(Collected data)
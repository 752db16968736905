//! API error type and its HTTP mapping.

use axum::http::StatusCode;
use axum::response::{IntoResponse, Response};
use axum::Json;
use serde::Serialize;
use thiserror::Error;
use tracing::error;

use authgate_auth::AuthError;
use authgate_config::ConfigError;
use authgate_crypto::CryptoError;

/// Errors returned by API handlers.
#[derive(Debug, Error)]
pub enum ApiError {
    /// Request body could not be parsed.
    #[error("{0}")]
    BadRequest(String),

    /// A field failed validation.
    #[error("invalid {field}: {reason}")]
    Validation {
        /// Field name as it appears on the wire.
        field: &'static str,
        /// Human readable reason.
        reason: String,
    },

    /// Missing, invalid or expired bearer token, or bad credentials.
    #[error("{0}")]
    Unauthorized(String),

    /// Setup has already been run.
    #[error("service is already configured")]
    AlreadyConfigured,

    /// Requested resource does not exist.
    #[error("{0}")]
    NotFound(String),

    /// The username is already registered.
    #[error("username already taken")]
    UsernameTaken,

    /// Setup has not stored a signing keypair yet.
    #[error("service not configured")]
    ServiceNotConfigured,

    /// Anything unexpected. The detail is logged, never returned.
    #[error("internal error: {0}")]
    Internal(String),
}

impl ApiError {
    fn status(&self) -> StatusCode {
        match self {
            ApiError::BadRequest(_) | ApiError::Validation { .. } => StatusCode::BAD_REQUEST,
            ApiError::Unauthorized(_) => StatusCode::UNAUTHORIZED,
            ApiError::AlreadyConfigured => StatusCode::FORBIDDEN,
            ApiError::NotFound(_) => StatusCode::NOT_FOUND,
            ApiError::UsernameTaken => StatusCode::CONFLICT,
            ApiError::ServiceNotConfigured => StatusCode::SERVICE_UNAVAILABLE,
            ApiError::Internal(_) => StatusCode::INTERNAL_SERVER_ERROR,
        }
    }
}

/// JSON error body.
#[derive(Debug, Serialize)]
pub struct ErrorResponse {
    /// Human readable message.
    pub error: String,
    /// Offending field, for validation errors.
    #[serde(skip_serializing_if = "Option::is_none")]
    pub field: Option<&'static str>,
}

impl IntoResponse for ApiError {
    fn into_response(self) -> Response {
        let status = self.status();
        let body = match &self {
            ApiError::Internal(detail) => {
                error!(error = %detail, "Request failed");
                ErrorResponse {
                    error: "internal server error".into(),
                    field: None,
                }
            },
            ApiError::Validation { field, .. } => ErrorResponse {
                error: self.to_string(),
                field: Some(*field),
            },
            other => ErrorResponse {
                error: other.to_string(),
                field: None,
            },
        };

        (status, Json(body)).into_response()
    }
}

impl From<ConfigError> for ApiError {
    fn from(e: ConfigError) -> Self {
        match e {
            ConfigError::AlreadyExists => ApiError::AlreadyConfigured,
            ConfigError::NotFound => ApiError::NotFound("service is not configured".into()),
            ConfigError::PublicKeyNotFound => ApiError::NotFound("public key not found".into()),
            ConfigError::Validation { field, reason } => ApiError::Validation { field, reason },
            other => ApiError::Internal(other.to_string()),
        }
    }
}

impl From<AuthError> for ApiError {
    fn from(e: AuthError) -> Self {
        match e {
            AuthError::Validation { field, reason } => ApiError::Validation { field, reason },
            AuthError::UsernameTaken => ApiError::UsernameTaken,
            AuthError::InvalidCredentials | AuthError::InvalidToken | AuthError::TokenExpired => {
                ApiError::Unauthorized(e.to_string())
            },
            AuthError::ServiceNotConfigured => ApiError::ServiceNotConfigured,
            other => ApiError::Internal(other.to_string()),
        }
    }
}

impl From<CryptoError> for ApiError {
    fn from(e: CryptoError) -> Self {
        ApiError::Internal(e.to_string())
    }
}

> **What needs to be done**
In the records above, find each line with the word "readable" and copy it.

> **Exercise answer**
        /// Human readable reason.
    /// Human readable message.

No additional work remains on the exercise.